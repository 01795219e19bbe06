//! 题目记录构建 - 流程层
//!
//! 核心职责：把一个题目页面变成一条 `QuestionRecord`
//!
//! 流程顺序：
//! 1. 导航 → 等待题目区域
//! 2. 读取考试信息、题型、题干、选项（必须在显示答案之前读取）
//! 3. 点击 "Check Answer" → 等待页面变化
//! 4. 判断答案 → 读取解析
//!
//! 缺失的可选元素只会得到空字段；导航和等待超时会返回错误。

use std::time::Duration;

use tracing::debug;

use crate::config::Config;
use crate::error::{DriverError, Result, ScrapeError};
use crate::infrastructure::{find_by_text, selectors, DomElement, DriverResult, PageDriver};
use crate::models::{QuestionOption, QuestionRecord, QuestionType, SOURCE};
use crate::parsing::{extract_metadata, normalize_id};
use crate::services::answer_classifier::{option_label, resolve_answer};
use crate::utils::logging::truncate_text;
use crate::workflow::question_ctx::QuestionCtx;

/// 显示答案后轮询页面变化的间隔
const REVEAL_POLL_INTERVAL: Duration = Duration::from_millis(100);

/// 构建参数
#[derive(Debug, Clone, Copy)]
pub struct BuildOptions {
    pub navigation_timeout: Duration,
    pub selector_timeout: Duration,
    /// 等待答案显示的上限
    pub reveal_timeout: Duration,
    /// 检测到变化后的额外等待
    pub settle_delay: Duration,
}

impl From<&Config> for BuildOptions {
    fn from(config: &Config) -> Self {
        Self {
            navigation_timeout: config.navigation_timeout(),
            selector_timeout: config.selector_timeout(),
            reveal_timeout: config.reveal_timeout(),
            settle_delay: config.settle_delay(),
        }
    }
}

/// 题目记录构建器
///
/// - 不持有页面，页面由调用方传入
/// - 每次调用只处理一道题
pub struct QuestionBuilder {
    options: BuildOptions,
}

impl QuestionBuilder {
    pub fn new(config: &Config) -> Self {
        Self::with_options(BuildOptions::from(config))
    }

    pub fn with_options(options: BuildOptions) -> Self {
        Self { options }
    }

    pub async fn build<D: PageDriver>(&self, driver: &D, ctx: &QuestionCtx<'_>) -> Result<QuestionRecord> {
        let chapter = ctx.chapter;

        driver.navigate(ctx.url, self.options.navigation_timeout).await?;
        let root = driver
            .wait_for_selector(selectors::QUESTION_ROOT, self.options.selector_timeout)
            .await
            .map_err(|source| page_load_error(ctx.url, source))?;

        let header = text_of(root.query(selectors::HEADER).await?).await?;
        let metadata = extract_metadata(&header, &chapter.exam);

        let badge = text_of(root.query(selectors::BADGE).await?).await?;
        let question_type = QuestionType::from_badge(&badge);
        debug!("{} 题型: {:?} ({})", ctx, question_type, badge.trim());

        let question_html = html_of(root.query(selectors::QUESTION_BODY).await?).await?;
        debug!("{} 题干: {}", ctx, truncate_text(&question_html, 60));
        let options = read_options(&root).await?;

        // 显示答案后页面可能重新渲染，重新获取题目区域
        let root = if self.reveal(driver, &root).await? {
            driver.query(selectors::QUESTION_ROOT).await?.unwrap_or(root)
        } else {
            root
        };

        let answer = resolve_answer(question_type, &root).await?;
        let explanation_html = read_explanation(driver).await?;

        Ok(QuestionRecord {
            id: format!(
                "{}-{}-{}",
                chapter.subject,
                normalize_id(&chapter.chapter_name),
                ctx.index
            ),
            source: SOURCE.to_string(),
            subject: chapter.subject.clone(),
            chapter: chapter.chapter_name.clone(),
            question_type,
            metadata,
            question_html,
            options,
            answer,
            explanation_html,
        })
    }

    /// 点击 "Check Answer"，返回是否点击过
    ///
    /// 点击后轮询题目区域，直到其内容发生变化或超过 `reveal_timeout`，
    /// 之后再等待 `settle_delay`。超时不算错误，按当前页面继续。
    async fn reveal<D: PageDriver>(&self, driver: &D, root: &D::Element) -> Result<bool> {
        let buttons = driver.query_all(selectors::REVEAL_BUTTON).await?;
        let Some(button) = find_by_text(buttons, selectors::REVEAL_BUTTON_TEXT).await? else {
            return Ok(false);
        };

        let before = root.inner_html().await?;
        button.click().await?;

        let attempts = (self.options.reveal_timeout.as_millis() / REVEAL_POLL_INTERVAL.as_millis()).max(1);
        let mut changed = false;
        for _ in 0..attempts {
            driver.pause(REVEAL_POLL_INTERVAL).await;
            if let Some(current) = driver.query(selectors::QUESTION_ROOT).await? {
                if current.inner_html().await? != before {
                    changed = true;
                    break;
                }
            }
        }

        if !changed {
            debug!("点击 Check Answer 后页面未变化 ({:?})", self.options.reveal_timeout);
        }
        driver.pause(self.options.settle_delay).await;
        Ok(true)
    }
}

fn page_load_error(url: &str, source: DriverError) -> ScrapeError {
    if source.is_timeout() {
        ScrapeError::PageLoadTimeout {
            url: url.to_string(),
            source,
        }
    } else {
        ScrapeError::Driver(source)
    }
}

async fn text_of<E: DomElement>(element: Option<E>) -> DriverResult<String> {
    match element {
        Some(element) => element.inner_text().await,
        None => Ok(String::new()),
    }
}

async fn html_of<E: DomElement>(element: Option<E>) -> DriverResult<String> {
    match element {
        Some(element) => Ok(element.inner_html().await?.trim().to_string()),
        None => Ok(String::new()),
    }
}

/// 按顺序读取选项的标签和原始 HTML
async fn read_options<E: DomElement>(root: &E) -> DriverResult<Vec<QuestionOption>> {
    let Some(options_root) = root.query(selectors::OPTIONS_ROOT).await? else {
        return Ok(Vec::new());
    };

    let mut options = Vec::new();
    for option in options_root.query_all(selectors::OPTION).await? {
        options.push(QuestionOption {
            label: option_label(&option).await?,
            html: option.inner_html().await?,
        });
    }
    Ok(options)
}

/// 解析：标题 "Explanation" 之后的兄弟元素
async fn read_explanation<D: PageDriver>(driver: &D) -> DriverResult<String> {
    let headings = driver.query_all(selectors::EXPLANATION_HEADING).await?;
    match find_by_text(headings, selectors::EXPLANATION_HEADING_TEXT).await? {
        Some(heading) => Ok(heading
            .next_sibling_html()
            .await?
            .map(|html| html.trim().to_string())
            .unwrap_or_default()),
        None => Ok(String::new()),
    }
}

━━━━━━━━━━━━━━━━

List each line in the listing that contains the string "PageDriver".

■ **SOLUTION TO THIS PROBLEM**:
use crate::infrastructure::{find_by_text, selectors, DomElement, DriverResult, PageDriver};
    pub async fn build<D: PageDriver>(&self, driver: &D, ctx: &QuestionCtx<'_>) -> Result<QuestionRecord> {
    async fn reveal<D: PageDriver>(&self, driver: &D, root: &D::Element) -> Result<bool> {
async fn read_explanation<D: PageDriver>(driver: &D) -> DriverResult<String> {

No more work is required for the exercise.